Items listed in a dataset
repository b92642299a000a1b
use std::any::Any;

use axum::response::{IntoResponse, Response};
use cinedex_types::ValidationErrors;
use http::{header, HeaderValue, Method, StatusCode};
use tracing::{debug, error};

use crate::{decode::DecodeError, envelope::Envelope};

pub type ApiResult<T, E = ApiError> = std::result::Result<T, E>;

const SERVER_ERROR_MESSAGE: &str =
    "the server encountered a problem and could not process your request";

#[derive(Debug, thiserror::Error)]
pub enum ApiError {
    #[error("{0}")]
    BadRequest(#[from] DecodeError),

    #[error("{0}")]
    InvalidRequest(String),

    #[error("Failed validation: {0}")]
    FailedValidation(#[from] ValidationErrors),

    #[error("the requested resource could not be found")]
    NotFound,

    #[error("the {0} method is not supported for this resource")]
    MethodNotAllowed(Method),

    #[error("unable to update the record due to an edit conflict, please try again")]
    EditConflict,

    #[error("Database error: {0}")]
    DatabaseError(cinedex_dal::Error),

    #[error("Internal error: {0}")]
    Internal(String),
}

impl From<cinedex_dal::Error> for ApiError {
    fn from(value: cinedex_dal::Error) -> Self {
        match value {
            cinedex_dal::Error::RecordNotFound(what) => {
                debug!("{what} not found");
                ApiError::NotFound
            }
            cinedex_dal::Error::EditConflict { .. } => ApiError::EditConflict,
            other => ApiError::DatabaseError(other),
        }
    }
}

impl ApiError {
    pub fn status_code(&self) -> StatusCode {
        match self {
            ApiError::BadRequest(DecodeError::TooLarge { .. }) => StatusCode::PAYLOAD_TOO_LARGE,
            ApiError::BadRequest(DecodeError::Internal(_)) => StatusCode::INTERNAL_SERVER_ERROR,
            ApiError::BadRequest(_) | ApiError::InvalidRequest(_) => StatusCode::BAD_REQUEST,
            ApiError::FailedValidation(_) => StatusCode::UNPROCESSABLE_ENTITY,
            ApiError::NotFound => StatusCode::NOT_FOUND,
            ApiError::MethodNotAllowed(_) => StatusCode::METHOD_NOT_ALLOWED,
            ApiError::EditConflict => StatusCode::CONFLICT,
            ApiError::DatabaseError(_) | ApiError::Internal(_) => {
                StatusCode::INTERNAL_SERVER_ERROR
            }
        }
    }
}

impl IntoResponse for ApiError {
    fn into_response(self) -> Response {
        let status = self.status_code();
        match self {
            ApiError::FailedValidation(errors) => {
                debug!("Validation failed: {errors}");
                (status, Envelope::new("error", errors)).into_response()
            }
            other if status.is_server_error() => {
                error!("Request failed: {other}");
                (status, Envelope::new("error", SERVER_ERROR_MESSAGE)).into_response()
            }
            other => (status, Envelope::new("error", other.to_string())).into_response(),
        }
    }
}

/// Response for a handler that panicked, connection is not reused afterwards.
pub fn panic_response(panic: Box<dyn Any + Send + 'static>) -> Response {
    let details = if let Some(s) = panic.downcast_ref::<String>() {
        s.as_str()
    } else if let Some(s) = panic.downcast_ref::<&str>() {
        s
    } else {
        "unknown panic payload"
    };
    error!("Request handler panicked: {details}");

    let mut response = (
        StatusCode::INTERNAL_SERVER_ERROR,
        Envelope::new("error", SERVER_ERROR_MESSAGE),
    )
        .into_response();
    response
        .headers_mut()
        .insert(header::CONNECTION, HeaderValue::from_static("close"));
    response
}
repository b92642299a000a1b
use crate::config::ServerConfig;
use crate::error::Result;
use axum::Router;
use cinedex_app::{
    error::panic_response,
    rest_api::{health, method_not_allowed, movie, not_found},
    state::{AppConfig, AppState},
};
use futures::FutureExt;
use tower_http::{catch_panic::CatchPanicLayer, trace::TraceLayer};
use tracing::{debug, info};

pub async fn run(args: ServerConfig) -> Result<()> {
    let state = build_state(&args).await?;
    run_with_state(args, state).await
}

pub async fn run_with_state(args: ServerConfig, state: AppState) -> Result<()> {
    let shutdown = tokio::signal::ctrl_c().map(|_| ());
    run_graceful_with_state(args, state, shutdown).await
}

pub async fn run_graceful_with_state<S>(
    args: ServerConfig,
    state: AppState,
    shutdown_signal: S,
) -> Result<()>
where
    S: std::future::Future<Output = ()> + Send + 'static,
{
    let mut app = main_router(state);

    if args.cors {
        app = app.layer(tower_http::cors::CorsLayer::very_permissive());
    }

    let ip: std::net::IpAddr = args.listen_address.parse()?;
    let addr = std::net::SocketAddr::from((ip, args.port));
    let listener = tokio::net::TcpListener::bind(&addr).await?;
    info!(
        "Starting {} server on {}",
        args.environment,
        listener.local_addr()?
    );

    axum::serve(listener, app)
        .with_graceful_shutdown(shutdown_signal)
        .await?;

    info!("Server stopped");
    Ok(())
}

pub fn main_router(state: AppState) -> Router<()> {
    Router::new()
        .nest(movie::BASE_PATH, movie::router())
        .nest(health::BASE_PATH, health::router())
        .fallback(not_found)
        .method_not_allowed_fallback(method_not_allowed)
        .with_state(state)
        .layer(CatchPanicLayer::custom(panic_response))
        .layer(TraceLayer::new_for_http())
}

pub async fn build_state(config: &ServerConfig) -> Result<AppState> {
    let data_dir = config.data_dir();
    if !data_dir.is_dir() {
        tokio::fs::create_dir_all(&data_dir).await?;
        info!("Created data directory {}", data_dir.display());
    }

    let app_config: AppConfig = config.into();
    let pool =
        cinedex_dal::new_pool_with_config(&config.database_url(), &config.pool_config()).await?;
    cinedex_dal::migrate(&pool).await?;
    debug!("Database migrations applied");

    Ok(AppState::new(app_config, pool))
}
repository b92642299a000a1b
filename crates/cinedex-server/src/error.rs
pub type Error = anyhow::Error;
pub type Result<T, E = Error> = std::result::Result<T, E>;
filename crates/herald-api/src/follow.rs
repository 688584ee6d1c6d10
//! Handlers for follower endpoints.
//!
//! | Method   | Path | Notes |
//! |----------|------|-------|
//! | `GET`    | `/documents/:model/:res_id/followers` | wildcard rows included |
//! | `POST`   | `/documents/:model/:res_id/followers` | 409 when already following |
//! | `DELETE` | `/documents/:model/:res_id/followers/:partner_id` | 204 / 404 |
//! | `PUT`    | `/documents/:model/:res_id/followers/:partner_id/subtypes` | replace set |

use std::collections::BTreeSet;

use axum::{
  Json,
  extract::{Path, State},
  http::StatusCode,
  response::IntoResponse,
};
use herald_core::{
  document::DocumentRef, store::SubscriptionStore, subscription::Subscription,
};
use serde::Deserialize;
use uuid::Uuid;

use crate::{AppState, error::ApiError};

/// JSON body accepted by `POST .../followers`.
#[derive(Debug, Deserialize)]
pub struct FollowBody {
  pub partner_id: Uuid,
  #[serde(default)]
  pub subtypes:   BTreeSet<String>,
}

/// `POST /documents/:model/:res_id/followers` — returns 201 + the
/// subscription, or 409 when the partner already follows the document.
pub async fn create<S>(
  State(state): State<AppState<S>>,
  Path((model, res_id)): Path<(String, i64)>,
  Json(body): Json<FollowBody>,
) -> Result<impl IntoResponse, ApiError>
where
  S: SubscriptionStore,
  S::Error: Into<herald_core::Error>,
{
  let subscription = state
    .store
    .follow(DocumentRef::new(model, res_id), body.partner_id, body.subtypes)
    .await
    .map_err(ApiError::from_store)?;
  Ok((StatusCode::CREATED, Json(subscription)))
}

/// `GET /documents/:model/:res_id/followers`
pub async fn list<S>(
  State(state): State<AppState<S>>,
  Path((model, res_id)): Path<(String, i64)>,
) -> Result<Json<Vec<Subscription>>, ApiError>
where
  S: SubscriptionStore,
  S::Error: Into<herald_core::Error>,
{
  let followers = state
    .store
    .followers_of(&DocumentRef::new(model, res_id))
    .await
    .map_err(ApiError::from_store)?;
  Ok(Json(followers))
}

/// `DELETE /documents/:model/:res_id/followers/:partner_id`
pub async fn remove<S>(
  State(state): State<AppState<S>>,
  Path((model, res_id, partner_id)): Path<(String, i64, Uuid)>,
) -> Result<StatusCode, ApiError>
where
  S: SubscriptionStore,
  S::Error: Into<herald_core::Error>,
{
  let document = DocumentRef::new(model, res_id);
  let removed = state
    .store
    .unfollow(&document, partner_id)
    .await
    .map_err(ApiError::from_store)?;
  if removed {
    Ok(StatusCode::NO_CONTENT)
  } else {
    Err(ApiError::NotFound(format!(
      "partner {partner_id} does not follow {document}"
    )))
  }
}

/// JSON body accepted by `PUT .../subtypes`.
#[derive(Debug, Deserialize)]
pub struct SubtypesBody {
  pub subtypes: BTreeSet<String>,
}

/// `PUT /documents/:model/:res_id/followers/:partner_id/subtypes` — replace
/// the followed subtype set.
pub async fn set_subtypes<S>(
  State(state): State<AppState<S>>,
  Path((model, res_id, partner_id)): Path<(String, i64, Uuid)>,
  Json(body): Json<SubtypesBody>,
) -> Result<Json<Subscription>, ApiError>
where
  S: SubscriptionStore,
  S::Error: Into<herald_core::Error>,
{
  let subscription = state
    .store
    .set_subtypes(&DocumentRef::new(model, res_id), partner_id, body.subtypes)
    .await
    .map_err(ApiError::from_store)?;
  Ok(Json(subscription))
}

TASK » Of all the lines in the data above, show only those that hold the word "when".

ANSWER TO THIS TASK »
//! | `POST`   | `/documents/:model/:res_id/followers` | 409 when already following |
/// subscription, or 409 when the partner already follows the document.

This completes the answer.